'''
//! Scheduling integration tests.
//!
//! Tests that verify the pending and in-progress maps, concurrent dispatch of
//! independent schedules, and isolation of failing schedules.

use crate::common::{
    epoch, fleet, pass_boundary, wait_for_completions, wait_for_invocations, wait_for_snapshot,
};
use chrono::{TimeDelta, TimeZone, Utc};
use dbcycle::testing::{FixedClock, RecordingHandler, ScriptedExecutorFactory, TargetScript};
use dbcycle::{EventBus, Scheduler, SchedulerHandle, SchedulerSnapshot, SchedulerState};
use std::collections::HashSet;
use std::sync::Arc;
use std::time::Duration;

const TIMEOUT: Duration = Duration::from_secs(5);

struct Harness {
    handle: SchedulerHandle,
    clock: Arc<FixedClock>,
    factory: Arc<ScriptedExecutorFactory>,
    events: Arc<RecordingHandler>,
}

async fn harness(schedules: &[&str], factory: ScriptedExecutorFactory) -> Harness {
    let clock = Arc::new(FixedClock::new(epoch()));
    let factory = Arc::new(factory);
    let events = Arc::new(RecordingHandler::new());
    let bus = EventBus::new();
    bus.register(events.clone()).await;

    let handle = Scheduler::new(Arc::new(fleet(schedules)), factory.clone())
        .with_event_bus(bus)
        .with_clock(clock.clone())
        .with_tick_interval(Duration::from_millis(10))
        .spawn();

    Harness {
        handle,
        clock,
        factory,
        events,
    }
}

fn assert_partition(snapshot: &SchedulerSnapshot, names: &[&str]) {
    let pending: HashSet<&str> = snapshot.pending.keys().map(|n| n.as_str()).collect();
    let running: HashSet<&str> = snapshot.in_progress.keys().map(|n| n.as_str()).collect();
    assert!(
        pending.is_disjoint(&running),
        "schedule tracked twice: {snapshot:?}"
    );
    let all: HashSet<&str> = pending.union(&running).copied().collect();
    assert_eq!(all, names.iter().copied().collect::<HashSet<_>>());
}

#[tokio::test]
async fn test_every_schedule_is_pending_or_in_progress() {
    let names = ["orders", "users", "billing"];
    let h = harness(
        &names,
        ScriptedExecutorFactory::new()
            .with_script("users_db", TargetScript::succeed().with_delay(Duration::from_millis(300))),
    )
    .await;

    assert_partition(&h.handle.snapshot().await, &names);
    h.handle.start();
    pass_boundary(&h.clock, 1);

    let snapshot = wait_for_snapshot(&h.handle, TIMEOUT, |s| s.is_in_progress("users")).await;
    assert_partition(&snapshot, &names);

    wait_for_completions(&h.events, "users", 1, TIMEOUT).await;
    let snapshot = wait_for_snapshot(&h.handle, TIMEOUT, |s| s.in_progress.is_empty()).await;
    assert_partition(&snapshot, &names);

    let next = Utc.with_ymd_and_hms(2024, 1, 5, 2, 0, 0).unwrap();
    for name in names {
        assert_eq!(snapshot.pending.get(name), Some(&next), "{name}");
    }

    h.handle.shutdown(TIMEOUT).await.unwrap();
}

#[tokio::test]
async fn test_due_schedules_run_concurrently() {
    let slow = || TargetScript::succeed().with_delay(Duration::from_millis(200));
    let h = harness(
        &["orders", "users"],
        ScriptedExecutorFactory::new()
            .with_script("orders_db", slow())
            .with_script("users_db", slow()),
    )
    .await;
    h.handle.start();

    let started = tokio::time::Instant::now();
    pass_boundary(&h.clock, 1);
    wait_for_completions(&h.events, "orders", 1, TIMEOUT).await;
    wait_for_completions(&h.events, "users", 1, TIMEOUT).await;

    assert_eq!(h.factory.peak_concurrency(), 2);
    assert!(
        started.elapsed() < Duration::from_millis(390),
        "schedules ran one after the other: {:?}",
        started.elapsed()
    );

    h.handle.shutdown(TIMEOUT).await.unwrap();
}

#[tokio::test]
async fn test_schedule_never_overlaps_itself() {
    let h = harness(
        &["orders"],
        ScriptedExecutorFactory::new().with_script(
            "orders_db",
            TargetScript::succeed().with_delay(Duration::from_millis(300)),
        ),
    )
    .await;
    h.handle.start();

    pass_boundary(&h.clock, 1);
    wait_for_snapshot(&h.handle, TIMEOUT, |s| s.is_in_progress("orders")).await;

    // Several more boundaries pass while the first cycle is still running.
    pass_boundary(&h.clock, 4);
    tokio::time::sleep(Duration::from_millis(100)).await;
    let snapshot = h.handle.snapshot().await;
    assert!(snapshot.is_in_progress("orders"));
    assert!(!snapshot.is_pending("orders"));

    wait_for_completions(&h.events, "orders", 1, TIMEOUT).await;
    let snapshot = wait_for_snapshot(&h.handle, TIMEOUT, |s| s.is_pending("orders")).await;

    // Rescheduled from the completion time, not replayed for missed boundaries.
    assert_eq!(
        snapshot.pending.get("orders"),
        Some(&Utc.with_ymd_and_hms(2024, 1, 8, 2, 0, 0).unwrap())
    );
    assert_eq!(h.factory.max_concurrency("orders_db"), 1);
    assert_eq!(h.factory.invocations("orders_db"), 1);

    h.handle.shutdown(TIMEOUT).await.unwrap();
}

#[tokio::test]
async fn test_failing_schedule_does_not_affect_others() {
    let h = harness(
        &["orders", "users"],
        ScriptedExecutorFactory::new().with_script("orders_db", TargetScript::fail("disk full")),
    )
    .await;
    h.handle.start();

    pass_boundary(&h.clock, 1);
    wait_for_completions(&h.events, "orders", 1, TIMEOUT).await;
    wait_for_completions(&h.events, "users", 1, TIMEOUT).await;
    let snapshot = wait_for_snapshot(&h.handle, TIMEOUT, |s| s.in_progress.is_empty()).await;

    let errors = h.events.schedule_errors().await;
    assert_eq!(errors.len(), 1);
    assert_eq!(errors[0].0.as_deref(), Some("orders_db"));
    assert!(errors[0].2.contains("disk full"));

    assert_eq!(h.factory.invocations("users_db"), 1);
    assert!(snapshot.is_pending("orders"));
    assert!(snapshot.is_pending("users"));

    // The failing schedule keeps its daily cadence.
    pass_boundary(&h.clock, 2);
    wait_for_invocations(&h.factory, "orders_db", 2, TIMEOUT).await;
    wait_for_completions(&h.events, "users", 2, TIMEOUT).await;

    h.handle.shutdown(TIMEOUT).await.unwrap();
}

#[tokio::test]
async fn test_panicking_schedule_returns_to_pending() {
    let h = harness(
        &["orders"],
        ScriptedExecutorFactory::new().with_script("orders_db", TargetScript::panic("boom")),
    )
    .await;
    h.handle.start();

    pass_boundary(&h.clock, 1);
    wait_for_completions(&h.events, "orders", 1, TIMEOUT).await;
    wait_for_snapshot(&h.handle, TIMEOUT, |s| s.is_pending("orders")).await;

    let errors = h.events.schedule_errors().await;
    assert_eq!(errors.len(), 1);
    assert!(errors[0].2.contains("boom"));

    h.handle.shutdown(TIMEOUT).await.unwrap();
}

#[tokio::test]
async fn test_stop_lets_running_schedules_finish_then_start_resumes() {
    let slow = || TargetScript::succeed().with_delay(Duration::from_millis(200));
    let h = harness(
        &["orders", "users"],
        ScriptedExecutorFactory::new()
            .with_script("orders_db", slow())
            .with_script("users_db", slow()),
    )
    .await;
    h.handle.start();

    pass_boundary(&h.clock, 1);
    wait_for_snapshot(&h.handle, TIMEOUT, |s| s.in_progress.len() == 2).await;

    h.handle.stop();
    assert_eq!(h.handle.state(), SchedulerState::Stopped);

    // Both cycles finish and return to pending even though the scheduler is stopped.
    let snapshot = wait_for_snapshot(&h.handle, TIMEOUT, |s| s.pending.len() == 2).await;
    assert!(snapshot.in_progress.is_empty());

    pass_boundary(&h.clock, 2);
    tokio::time::sleep(Duration::from_millis(100)).await;
    assert_eq!(h.factory.invocations("orders_db"), 1);
    assert_eq!(h.factory.invocations("users_db"), 1);

    h.handle.start();
    assert_eq!(h.handle.state(), SchedulerState::Running);
    wait_for_invocations(&h.factory, "orders_db", 2, TIMEOUT).await;
    wait_for_invocations(&h.factory, "users_db", 2, TIMEOUT).await;

    h.handle.shutdown(TIMEOUT).await.unwrap();
}

#[tokio::test]
async fn test_start_and_stop_are_idempotent() {
    let h = harness(&["orders"], ScriptedExecutorFactory::new()).await;

    h.handle.stop();
    assert!(!h.handle.is_running());
    h.handle.start();
    h.handle.start();
    assert!(h.handle.is_running());
    h.handle.stop();
    h.handle.stop();
    assert!(!h.handle.is_running());

    h.handle.shutdown(TIMEOUT).await.unwrap();
    assert_eq!(h.handle.state(), SchedulerState::ShutDown);
}

#[tokio::test]
async fn test_not_yet_due_schedule_waits() {
    let h = harness(&["orders"], ScriptedExecutorFactory::new()).await;
    h.handle.start();

    h.clock.set(epoch() + TimeDelta::hours(20));
    tokio::time::sleep(Duration::from_millis(100)).await;
    assert_eq!(h.factory.invocations("orders_db"), 0);

    h.clock.advance(TimeDelta::hours(2));
    wait_for_invocations(&h.factory, "orders_db", 1, TIMEOUT).await;

    h.handle.shutdown(TIMEOUT).await.unwrap();
}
'''
*Task instructions*: Within the listing above, extract exactly the lines from the line with "assert_eq!(h.factory.peak_concurrency(), 2);" to the line with "is still running.", the two named lines included, and no others.

*Result for this exercise*:
    assert_eq!(h.factory.peak_concurrency(), 2);
    assert!(
        started.elapsed() < Duration::from_millis(390),
        "schedules ran one after the other: {:?}",
        started.elapsed()
    );

    h.handle.shutdown(TIMEOUT).await.unwrap();
}

#[tokio::test]
async fn test_schedule_never_overlaps_itself() {
    let h = harness(
        &["orders"],
        ScriptedExecutorFactory::new().with_script(
            "orders_db",
            TargetScript::succeed().with_delay(Duration::from_millis(300)),
        ),
    )
    .await;
    h.handle.start();

    pass_boundary(&h.clock, 1);
    wait_for_snapshot(&h.handle, TIMEOUT, |s| s.is_in_progress("orders")).await;

    // Several more boundaries pass while the first cycle is still running.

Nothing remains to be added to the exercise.